On Board the Panda Express Written by Johnson Lin Edited by Alexander Nguyen Designed by Ceci Villaseñor Two and a half years ago, I wrote a final essay relating my Chinese American identity to Chinese takeout cuisine. A shortened version was adapted for Portrait’s first issue, titled “You Are What You Eat.” In the essay, I talk about the history of Chinese takeout cuisine, how the food changed to meet American standards, resulting in a food that is neither Chinese nor American, and how we as Chinese Americans similarly fall in that grey area. When I was writing that essay, I felt confident in my identity—although I felt that I was in between Chinese and American, I felt that I was closer than ever to bridging that gap. I had been studying Chinese for the past 6 years and I’d had so many meaningful conversations with my mom, aunts, uncles, and grandparents. I was set to study abroad at Peking University in Beijing and it was going to solidify my Chinese language skills even further, which is what I felt was the last thing missing for me to bridge that gap. I was going to be both Chinese and American. I am now a senior, back at Vassar College, a full year after spending five months in China. And I feel farther
than ever from bridging that gap. I used to think Chinese American meant being both Chinese and American. But now, I feel that Chinese is just an adjective to describe American. When I look back, it feels very apparent that I was naive to think that language is the only barrier that is stopping me from being Chinese. American and Chinese cultures are just extremely different. While I was there, I had friends who were locals and I realized that besides the difficulty of having meaningful conversations in a second language, we were just fundamentally different. We grew up watching different TV shows. We listen to different music. We have different ideals and morals. While I enjoyed the friends I made there, it was unmistakable that I was different from them. Even on a language level, it was clear that I was an outsider. My Chinese is obviously not perfect, but it took extended conversations for locals to realize I didn’t quite speak the same way. I’m more than happy with my level of Chinese at this point. But the biggest difference that never occurred to me was that to them I’m just American. There is no word for Chinese American in Mandarin. There is a word for Chinese diaspora. But to them, I’m just American. My parents are Chinese, but I’m American.
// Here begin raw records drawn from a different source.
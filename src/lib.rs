///! A single-threaded connection multiplexer for a telnet-style bulletin
///! board system.
///!
///! A process built from this crate owns the listening socket directly,
///! accepts connections itself, and runs every session as an independent
///! worker reachable only through a typed pipe — the multiplexer never
///! blocks on a session, and a session never touches another session's
///! socket.
///!
///! # Layout
///!
///! - `client`: the accepted TCP connection and its read/write buffers,
///!   owned exclusively by the event loop.
///! - `message`: the typed frame/message protocol carried over every pipe.
///! - `pipe`: the pipe pair plus the non-reentrant try-lock guarding it.
///! - `registry`: the Terminal Registry, the `(client, pipe, lock)` table.
///! - `lock_registry`: named cooperative locks shared across sessions.
///! - `storage`: the DB offload path and its detached-worker handoff.
///! - `listener`: the listening socket and connection admission policy.
///! - `session`: the session-worker spawn interface and a demonstration
///!   echo worker.
///! - `engine`: the event loop itself.
///! - `config`: layered INI configuration loading.
///! - `logging`: `tracing` subscriber initialization.
///! - `error`: the crate-wide error taxonomy.
pub mod client;
pub mod config;
pub mod engine;
pub mod error;
pub mod listener;
pub mod lock_registry;
pub mod logging;
pub mod message;
pub mod pipe;
pub mod registry;
pub mod session;
pub mod storage;

pub use error::{CoreError, Result};
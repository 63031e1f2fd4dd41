//! DB Offload (C6): the storage backend and the detached-worker handoff
//! that keeps every `db*` query off the multiplexer's task.
//!
//! The key/value half of the original `Db` in this teacher's `db.rs`
//! (entries map, shallow `Bytes` clones, `set`/`get`) is the shape this
//! module generalizes: instead of a fixed Redis command set, any event tag
//! beginning with `db` names an opaque operation dispatched to a
//! `StorageBackend` trait object on a detached task, per §4.6's pinned
//! reply schema (same tag, `DbResult` payload).

use std::collections::HashMap;
use std::sync::{Arc, Mutex};

use bytes::Bytes;
use tracing::error;

use crate::message::{DbResult, Message};
use crate::pipe::ReplyHandle;

/// The storage operations a `db:<op>` request may name. The core does not
/// interpret `key`/`value` beyond handing them to the backend; a real
/// deployment's backend is an external collaborator (§1 Out of scope).
#[derive(Debug, Clone)]
pub enum StorageOp {
    Get { key: String },
    Set { key: String, value: Bytes },
    Delete { key: String },
}

/// What a session actually hands the core on a `db:<op>` tag: the
/// raw bytes payload is decoded into a `StorageOp` by `decode_request`,
/// kept separate from `Message::Db` so the wire shape and the backend
/// trait can evolve independently.
pub fn decode_request(op: &str, payload: Bytes) -> Option<StorageOp> {
    match op {
        "get" => std::str::from_utf8(&payload).ok().map(|key| StorageOp::Get {
            key: key.to_string(),
        }),
        "set" => {
            let text = std::str::from_utf8(&payload).ok()?;
            let mut parts = text.splitn(2, '\u{0}');
            let key = parts.next()?.to_string();
            let value = Bytes::copy_from_slice(parts.next()?.as_bytes());
            Some(StorageOp::Set { key, value })
        }
        "delete" => std::str::from_utf8(&payload).ok().map(|key| StorageOp::Delete {
            key: key.to_string(),
        }),
        _ => None,
    }
}

/// The storage primitive the multiplexer must never call directly (§5).
/// Implementors run entirely on the detached offload task.
pub trait StorageBackend: Send + Sync + 'static {
    fn get(&self, key: &str) -> Result<Option<Bytes>, String>;
    fn set(&self, key: &str, value: Bytes) -> Result<(), String>;
    fn delete(&self, key: &str) -> Result<(), String>;
}

/// An in-memory reference implementation, sufficient for tests and for a
/// default deployment without a real on-disk engine (§4.6: "the core
/// ships ... an in-memory reference implementation ... but does not
/// specify a real on-disk engine").
#[derive(Default)]
pub struct InMemoryStorage {
    entries: Mutex<HashMap<String, Bytes>>,
}

impl InMemoryStorage {
    pub fn new() -> Self {
        InMemoryStorage {
            entries: Mutex::new(HashMap::new()),
        }
    }
}

impl StorageBackend for InMemoryStorage {
    fn get(&self, key: &str) -> Result<Option<Bytes>, String> {
        Ok(self.entries.lock().unwrap().get(key).cloned())
    }

    fn set(&self, key: &str, value: Bytes) -> Result<(), String> {
        self.entries.lock().unwrap().insert(key.to_string(), value);
        Ok(())
    }

    fn delete(&self, key: &str) -> Result<(), String> {
        self.entries.lock().unwrap().remove(key);
        Ok(())
    }
}

fn run_op(backend: &dyn StorageBackend, op: StorageOp) -> DbResult {
    match op {
        StorageOp::Get { key } => backend.get(&key).map(|v| v.unwrap_or_default()),
        StorageOp::Set { key, value } => backend.set(&key, value).map(|_| Bytes::new()),
        StorageOp::Delete { key } => backend.delete(&key).map(|_| Bytes::new()),
    }
}

/// Hands `(reply, op, op_name, payload)` to a detached task that performs
/// the storage operation and posts the reply under the same tag.
///
/// The multiplexer calls this and returns to its loop immediately; the
/// task is intentionally not tracked for join (§4.6, §Glossary
/// "Detached helper").
pub fn offload(backend: Arc<dyn StorageBackend>, reply: ReplyHandle, op_name: String, payload: Bytes) {
    tokio::spawn(async move {
        let result = match decode_request(&op_name, payload) {
            Some(op) => run_op(backend.as_ref(), op),
            None => Err(format!("malformed db request for op {:?}", op_name)),
        };

        // Mirrors the engine's own try-lock discipline (§4.5/§9): a
        // detached helper posting onto a pipe still serializes against
        // the multiplexer manipulating the same triple. Retried rather
        // than blocked, since acquisition must never block.
        loop {
            if let Some(_guard) = reply.lock().try_acquire() {
                reply.send(Message::DbReply {
                    op: op_name.clone(),
                    result: result.clone(),
                });
                break;
            }
            tokio::task::yield_now().await;
        }
    });
}

#[cfg(test)]
mod tests {
    use super::*;

    #[test]
    fn set_then_get_round_trips() {
        let backend = InMemoryStorage::new();
        backend.set("k", Bytes::from_static(b"v")).unwrap();
        assert_eq!(backend.get("k").unwrap(), Some(Bytes::from_static(b"v")));
    }

    #[test]
    fn get_of_missing_key_is_none() {
        let backend = InMemoryStorage::new();
        assert_eq!(backend.get("missing").unwrap(), None);
    }

    #[test]
    fn delete_removes_entry() {
        let backend = InMemoryStorage::new();
        backend.set("k", Bytes::from_static(b"v")).unwrap();
        backend.delete("k").unwrap();
        assert_eq!(backend.get("k").unwrap(), None);
    }

    #[test]
    fn decode_get_request() {
        let op = decode_request("get", Bytes::from_static(b"hello")).unwrap();
        assert!(matches!(op, StorageOp::Get { key } if key == "hello"));
    }

    #[tokio::test]
    async fn offload_posts_reply_on_same_tag() {
        use crate::pipe::pipe;

        let backend: Arc<dyn StorageBackend> = Arc::new(InMemoryStorage::new());
        backend.set("k", Bytes::from_static(b"v")).unwrap();

        let (triple, mut session) = pipe();
        let reply = triple.reply_handle();
        offload(backend, reply, "get".to_string(), Bytes::from_static(b"k"));

        match session.recv().await {
            Some(Message::DbReply { op, result }) => {
                assert_eq!(op, "get");
                assert_eq!(result.unwrap(), Bytes::from_static(b"v"));
            }
            other => panic!("unexpected {:?}", other),
        }
    }
}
In fairness, I was born in America. I was raised in America. I browse American sites and consume American media. I am American. But at the same time, they don’t even recognize how hard I’ve tried to be like them and be Chinese.
Each time, I get the same hand-wavey compliment that sounds something like “Wow, your Chinese is really good!” or even “You talk like a native!” that I would get at all points of my language learning career so I know they don’t mean it. And then I get asked about what it’s like to be American. “Do you own a gun?” “So Trump’s your president…” “I heard you can drive before you can drink. Is that true?” The worst is when your own family doesn’t recognize your efforts. Growing up, I visited China often because my dad was deported when I was in 1st grade. I didn’t speak Chinese. I was treated, rightfully so, like a small American boy. They fed me burgers, soda, and fried chicken. They would order fried rice for me. They’d have me try some more traditional dishes, but a small American boy was going to choose greasy, oily delicious fatty food over it every time. And that was okay.
This time was going to be different, I told myself. They were going to recognize that I speak Chinese now. That I understand our culture better now. That I love to eat our food now. That I’m like them. So when I spent Chinese New Year’s with them, I expected to be eating every meal with them. I expected to be eating delicious Chinese food. I expected to even eat some family recipes and traditions that belong solely to us. But, my dad took me to Burger King on the fourth or fifth day of the week-long celebration. He told me he was really craving Burger King and he’s the one driving, so who am I to say no? I oblige and we eat burgers in the car, out of fear for COVID. Afterwards, we head
to my uncle’s house where my dad turns food down because we already ate burgers. He tells them that we got burgers beforehand since today is the day we normally eat vegetarian food and he thinks I won’t want to eat that. He tells the rest of my family that we went to go eat burgers for my sake. That I wouldn’t have been able to eat a vegetarian Chinese meal. My father for some unbeknownst reason was, at least in his head, trying to protect me. The message was clear. I’m still a small American boy. When I wrote my essay two and a half years ago, I related myself to General Tso’s Chicken. I claimed that my identity was tied to these small family owned Chinese takeout restaurants. The same kind of takeout restaurants all of my aunts and uncles owned when I was growing up where every time my family visited (which was often) they would make me, a small American boy, my favorite dish, General Tso’s Chicken. Because of this personal soft spot, I think I really wanted to be like General Tso’s Chicken. But a recent headline has helped me realize that my analogy isn’t quite correct—“Largest US Chinese Restaurant Chain Panda Express Enters China.” I’ve never liked Panda Express. While I’m past my days of being purist about Chinese food, I find Panda Express to be overpriced and generally just worse than your local mom and pop Chinese takeout restaurant. As a Vassar student, this of course may also be tied to my hatred for capitalism and corporations in general. Regardless, Panda Express almost never crosses my mind. But when I saw that headline, I thought about it a lot because I was very interested in seeing if Panda Express would thrive in China or not. After a conversation with my girlfriend, I realized something funny. Chinese take out food is essentially Chinese food packaged a little nicer for Americans. It’s sweeter. The meat to veggie ratio is much higher.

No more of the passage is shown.